TASK BRIEF: Scan the entries below for the word "running" and copy every line in which it occurs.

Saved data entries
--- START ---
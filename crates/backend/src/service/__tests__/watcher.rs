//! Watching indexed folders end to end: restore, live events, auto sync.

#[cfg(test)]
mod tests {
  use std::time::Duration;

  use pretty_assertions::assert_eq;
  use tokio_util::sync::CancellationToken;

  use crate::{
    domain::{event::ChangeKind, mode::ChunkingMode},
    service::{
      __tests__::helpers::{EngineTestContext, open_engine, prose, wait_for},
      orchestrator::IndexRequest,
    },
  };

  #[tokio::test]
  async fn test_start_watching_restores_indexed_roots() {
    let ctx = EngineTestContext::new();
    ctx.write("a.md", &prose("tides"));
    ctx
      .engine
      .index(IndexRequest::new(vec![ctx.root()], ChunkingMode::Pinpoint))
      .await
      .unwrap();

    let (reopened, _embedder) = open_engine(ctx.data.path());
    let monitored = reopened.start_watching().unwrap();

    assert_eq!(monitored, 1);
    let status = reopened.watcher_status();
    assert!(status.running);
    assert_eq!(status.watched_roots, vec![ctx.root()]);
    assert_eq!(status.monitored[&ChunkingMode::Pinpoint], vec![ctx.root()]);
    assert!(!status.monitored.contains_key(&ChunkingMode::Gist));

    reopened.stop_watching().await;
    assert!(!reopened.watcher_status().running);
  }

  #[tokio::test(flavor = "multi_thread")]
  async fn test_live_write_is_queued_and_synced() {
    let ctx = EngineTestContext::new();
    ctx.write("a.md", &prose("tides"));
    ctx
      .engine
      .index(IndexRequest::new(vec![ctx.root()], ChunkingMode::Gist))
      .await
      .unwrap();
    ctx.engine.start_watching().unwrap();
    tokio::time::sleep(Duration::from_millis(100)).await;

    let fresh = ctx.write("fresh.md", &prose("volcanoes"));
    let queued = wait_for(Duration::from_secs(5), || ctx.engine.queue().len(ChunkingMode::Gist) > 0).await;
    assert!(queued, "write should reach the gist queue");

    let report = ctx.engine.sync(ChunkingMode::Gist).await.unwrap();
    assert_eq!(report.message, "Sync complete: 1 updated, 0 deleted, 0 failed");
    assert!(ctx.engine.detector().has_mode(&fresh, ChunkingMode::Gist));

    ctx.engine.stop_watching().await;
  }

  #[tokio::test]
  async fn test_auto_sync_loop_drains_pending_modes() {
    let ctx = EngineTestContext::new();
    let a = ctx.write("a.md", &prose("tides"));
    ctx
      .engine
      .add_folder(ChunkingMode::Pinpoint, &ctx.root())
      .unwrap();
    assert_eq!(ctx.engine.queue().record_event(&a, ChangeKind::Created), 1);

    let cancel = CancellationToken::new();
    let engine = ctx.engine.clone();
    let loop_cancel = cancel.clone();
    let task = tokio::spawn(async move { engine.auto_sync_loop(Duration::from_millis(50), loop_cancel).await });

    let drained = wait_for(Duration::from_secs(5), || ctx.engine.queue().len(ChunkingMode::Pinpoint) == 0).await;
    cancel.cancel();
    task.await.unwrap();

    assert!(drained);
    assert!(ctx.engine.detector().has_mode(&a, ChunkingMode::Pinpoint));
    assert_eq!(ctx.row_ids(ChunkingMode::Pinpoint, &a).await.len(), 3);
  }

  #[tokio::test]
  async fn test_removed_folder_stops_routing_events() {
    let ctx = EngineTestContext::new();
    let a = ctx.write("a.md", &prose("tides"));
    ctx.engine.add_folder(ChunkingMode::Gist, &ctx.root()).unwrap();
    assert!(ctx.engine.remove_folder(ChunkingMode::Gist, &ctx.root()));

    assert_eq!(ctx.engine.queue().record_event(&a, ChangeKind::Created), 0);
    assert!(ctx.engine.add_folder(ChunkingMode::Gist, &ctx.root().join("missing")).is_err());
  }
}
--- END ---
ANSWER FOR THE TASK:
    assert!(status.running);
    assert!(!reopened.watcher_status().running);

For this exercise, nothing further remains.